El XV de Inglaterra exhibe ante Australia una madurez macerada durante cuatro años

La selección de la rosa se clasifica para semifinales en un choque muy completo en el que ha demostrado ante los wallabies su capacidad de reacción y su solvencia tanto en ataque como en defensa (40-16).

Imanol INTZIARTE|19/10/2019
May
Jonny May ha celebrado con dos ensayos sus 50 caps con Inglaterra. (CHARLY TRIBALLEAU / AFP)

Hace cuatro años, en su propio feudo, Inglaterra se llevó un mazazo al quedar eliminada en la fase de grupos. La herida escoció lo que no está en los escritos y, como principal medida, la Federación fichó como técnico a Eddie Jones, que había pilotado con éxito a la emergente Japón.

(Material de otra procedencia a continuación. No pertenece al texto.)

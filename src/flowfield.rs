//! Direction fields toward a set of target tiles.
//!
//! A flow field stores, for every tile that can reach a target, the screeps
//! `Direction` of the next step along a cheapest path. It is persisted as a
//! 4-bit grid (direction numbers 1..=8, 0 = no move).

use crate::constants::*;
use crate::grid::*;
use crate::location::*;
use fnv::FnvHashSet;
use log::*;
use pathfinding::directed::dijkstra::dijkstra_all;
use screeps::Direction;
use serde::{Deserialize, Serialize};

pub fn direction_to_u8(direction: Direction) -> u8 {
    match direction {
        Direction::Top => 1,
        Direction::TopRight => 2,
        Direction::Right => 3,
        Direction::BottomRight => 4,
        Direction::Bottom => 5,
        Direction::BottomLeft => 6,
        Direction::Left => 7,
        Direction::TopLeft => 8,
    }
}

pub fn direction_from_u8(value: u8) -> Option<Direction> {
    match value {
        1 => Some(Direction::Top),
        2 => Some(Direction::TopRight),
        3 => Some(Direction::Right),
        4 => Some(Direction::BottomRight),
        5 => Some(Direction::Bottom),
        6 => Some(Direction::BottomLeft),
        7 => Some(Direction::Left),
        8 => Some(Direction::TopLeft),
        _ => None,
    }
}

pub fn direction_offset(direction: Direction) -> (i8, i8) {
    match direction {
        Direction::Top => (0, -1),
        Direction::TopRight => (1, -1),
        Direction::Right => (1, 0),
        Direction::BottomRight => (1, 1),
        Direction::Bottom => (0, 1),
        Direction::BottomLeft => (-1, 1),
        Direction::Left => (-1, 0),
        Direction::TopLeft => (-1, -1),
    }
}

/// Direction of the single step from `from` to an adjacent `to`.
pub fn direction_between(from: Location, to: Location) -> Option<Direction> {
    let dx = (to.x() as i16 - from.x() as i16).signum();
    let dy = (to.y() as i16 - from.y() as i16).signum();

    match (dx, dy) {
        (0, -1) => Some(Direction::Top),
        (1, -1) => Some(Direction::TopRight),
        (1, 0) => Some(Direction::Right),
        (1, 1) => Some(Direction::BottomRight),
        (0, 1) => Some(Direction::Bottom),
        (-1, 1) => Some(Direction::BottomLeft),
        (-1, 0) => Some(Direction::Left),
        (-1, -1) => Some(Direction::TopLeft),
        _ => None,
    }
}

#[derive(Clone, Debug, Default, PartialEq, Eq, Serialize, Deserialize)]
#[serde(transparent)]
pub struct FlowField {
    directions: Grid4,
}

impl FlowField {
    pub fn new() -> FlowField {
        FlowField::default()
    }

    pub fn grid(&self) -> &Grid4 {
        &self.directions
    }

    pub fn set_direction(&mut self, loc: Location, direction: Direction) {
        let _ = self.directions.set(loc.x(), loc.y(), direction_to_u8(direction));
    }

    pub fn direction_at(&self, loc: Location) -> Option<Direction> {
        direction_from_u8(self.directions.at(loc))
    }

    pub fn next_step(&self, loc: Location) -> Option<Location> {
        let (dx, dy) = direction_offset(self.direction_at(loc)?);
        Location::checked_new(loc.x() as i16 + dx as i16, loc.y() as i16 + dy as i16)
    }

    /// Follow the field from `start` until it stops. Bounded by the room area so
    /// a damaged field cannot loop forever.
    pub fn trace(&self, start: Location) -> Vec<Location> {
        let mut path = Vec::new();
        let mut current = start;

        while let Some(next) = self.next_step(current) {
            if path.len() >= ROOM_AREA {
                break;
            }
            path.push(next);
            current = next;
        }

        path
    }
}

/// Flow field service. `cost(x, y)` is the price of entering a tile; 255 is
/// impassable.
pub trait FlowFieldProvider {
    fn compute_flow_field(&self, from: &[Location], to: &[Location], cost: &dyn Fn(u8, u8) -> u8)
        -> Option<FlowField>;
}

/// Flow field built with a single reverse Dijkstra search from every target
/// at once.
pub struct DijkstraFlowField {
    /// Tiles whose path cost exceeds this are treated as unreachable.
    pub max_cost: u32,
}

impl DijkstraFlowField {
    pub fn new(max_cost: u32) -> DijkstraFlowField {
        DijkstraFlowField { max_cost }
    }
}

impl Default for DijkstraFlowField {
    fn default() -> Self {
        DijkstraFlowField { max_cost: u32::MAX }
    }
}

impl FlowFieldProvider for DijkstraFlowField {
    fn compute_flow_field(
        &self,
        from: &[Location],
        to: &[Location],
        cost: &dyn Fn(u8, u8) -> u8,
    ) -> Option<FlowField> {
        let entry_cost = |loc: Location| -> Option<u32> {
            match cost(loc.x(), loc.y()) {
                BLOCKED => None,
                value => Some(value.max(1) as u32),
            }
        };

        let targets: FnvHashSet<Location> = to.iter().copied().filter(|loc| entry_cost(*loc).is_some()).collect();
        if targets.is_empty() {
            return None;
        }

        // `None` is a virtual node joined to every target at no cost. Searching
        // from it over reversed edges gives each tile its cost to the nearest
        // target and its parent is the next step.
        let reached = dijkstra_all(&None, |node: &Option<Location>| -> Vec<(Option<Location>, u32)> {
            match node {
                None => targets.iter().map(|loc| (Some(*loc), 0)).collect(),
                Some(loc) => match entry_cost(*loc) {
                    Some(step) => loc
                        .neighbors()
                        .filter(|neighbor| entry_cost(*neighbor).is_some())
                        .map(|neighbor| (Some(neighbor), step))
                        .collect(),
                    None => Vec::new(),
                },
            }
        });

        let mut field = FlowField::new();
        for (node, (parent, total)) in reached.iter() {
            if *total > self.max_cost {
                continue;
            }
            if let (Some(loc), Some(next)) = (node, parent) {
                if let Some(direction) = direction_between(*loc, *next) {
                    field.set_direction(*loc, direction);
                }
            }
        }

        let reachable = from
            .iter()
            .any(|loc| targets.contains(loc) || field.direction_at(*loc).is_some());

        if !reachable {
            debug!("No flow field path from {} start tiles to {} targets", from.len(), targets.len());
            return None;
        }

        Some(field)
    }
}

#[cfg(test)]
mod tests {
    use super::*;

    fn open(_x: u8, _y: u8) -> u8 {
        1
    }

    #[test]
    fn straight_line_points_at_target() {
        let provider = DijkstraFlowField::default();
        let target = Location::from_xy(25, 25);

        let field = provider
            .compute_flow_field(&[Location::from_xy(20, 25)], &[target], &open)
            .unwrap();

        assert_eq!(field.direction_at(Location::from_xy(24, 25)), Some(Direction::Right));
        assert_eq!(field.direction_at(Location::from_xy(25, 26)), Some(Direction::Top));
        assert_eq!(field.direction_at(Location::from_xy(24, 24)), Some(Direction::BottomRight));
        assert_eq!(field.trace(Location::from_xy(20, 25)).len(), 5);
        assert_eq!(field.direction_at(target), None);
    }

    #[test]
    fn trace_reaches_target() {
        let provider = DijkstraFlowField::default();
        let target = Location::from_xy(40, 40);
        let start = Location::from_xy(2, 2);

        let field = provider.compute_flow_field(&[start], &[target], &open).unwrap();
        let path = field.trace(start);

        assert_eq!(path.last(), Some(&target));
        assert_eq!(path.len(), 38);
    }

    #[test]
    fn routes_around_walls() {
        let provider = DijkstraFlowField::default();
        // Wall at x = 10 with a single gap at y = 45.
        let cost = |x: u8, y: u8| if x == 10 && y != 45 { 255 } else { 1 };
        let start = Location::from_xy(5, 5);
        let target = Location::from_xy(15, 5);

        let field = provider.compute_flow_field(&[start], &[target], &cost).unwrap();
        let path = field.trace(start);

        assert!(path.contains(&Location::from_xy(10, 45)));
        assert_eq!(path.last(), Some(&target));
    }

    #[test]
    fn unreachable_target_has_no_field() {
        let provider = DijkstraFlowField::default();
        let cost = |x: u8, _y: u8| if x == 10 { 255 } else { 1 };

        let field = provider.compute_flow_field(&[Location::from_xy(5, 5)], &[Location::from_xy(15, 5)], &cost);

        assert!(field.is_none());
    }

    #[test]
    fn search_cost_limit_cuts_off_far_tiles() {
        let provider = DijkstraFlowField { max_cost: 5 };
        let target = Location::from_xy(25, 25);

        let near = provider.compute_flow_field(&[Location::from_xy(20, 25)], &[target], &open);
        let far = provider.compute_flow_field(&[Location::from_xy(10, 25)], &[target], &open);

        assert!(near.is_some());
        assert!(far.is_none());
    }

    #[test]
    fn direction_numbers_round_trip() {
        for value in 1..=8 {
            let direction = direction_from_u8(value).unwrap();
            assert_eq!(direction_to_u8(direction), value);
        }
        assert_eq!(direction_from_u8(0), None);
        assert_eq!(direction_from_u8(9), None);
    }
}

Comenzó entonces un proyecto para un cuatrienio. Se ha pasado por todos los estados de ánimo, desde la euforia desmedida hasta la profunda depresión. Pero siempre con el punto de mira en esta cita en el lejano oriente.

Superados los riesgos del «grupo de la muerte» con Francia y Argentina, los cuartos de final ante Australia marcaban una línea divisoria. De caer, sería un Mundial más, sin pena ni gloria. De pasar a semifinales, habría licencia para soñar con todo. Ha sido lo segundo.

May celebra los 50

Y eso que Australia ha comenzado mejor, y ha sacado provecho en forma de golpe de castigo (0-3, 10’). Pero enseguida ha aparecido Jonny May, el try-man, para festejar con un doblete sus 50 caps con la camiseta de la rosa (14-3, 21’).

Al descanso se llegaba con un 17-9 que dejaba el horizonte abierto. El veloz Koroibete, ya en la segunda mitad, ha dejado atrás a todos los rivales que le han salido al paso para reducir la desventaja a la mínima expresión (17-16, 43’).

Pero, tal y como ha pasado en el arranque, Inglaterra ha respondido rápido. Sinckler ha encontrado el hueco para entrar como un cuchillo (24-16, 46’).

Defensa numantina

Australia no ha tirado la toalla, y en el ecuador de la segunda mitad, ha dispuesto de varias posibilidades de lanzar a palos, pero ha preferido jugar el balón en busca de un nuevo ensayo. Todo o nada.

Pero Inglaterra ha exhibido una defensa numantina, hasta forzar la pérdida de sus rivales. Ahí se han dado cuenta ambos equipos de que el vencedor ya tenía nombre. Había que ver como lo han celebrado los de blanco, más que si hubieran anotado.

Con el choque cuesta abajo, Inglaterra ha seguido sumando con el pie de Farrell –hoy de apertura– y Watson ha puesto la puntilla con un robo frente a una Australia que ya jugaba a la desesperada (40-16).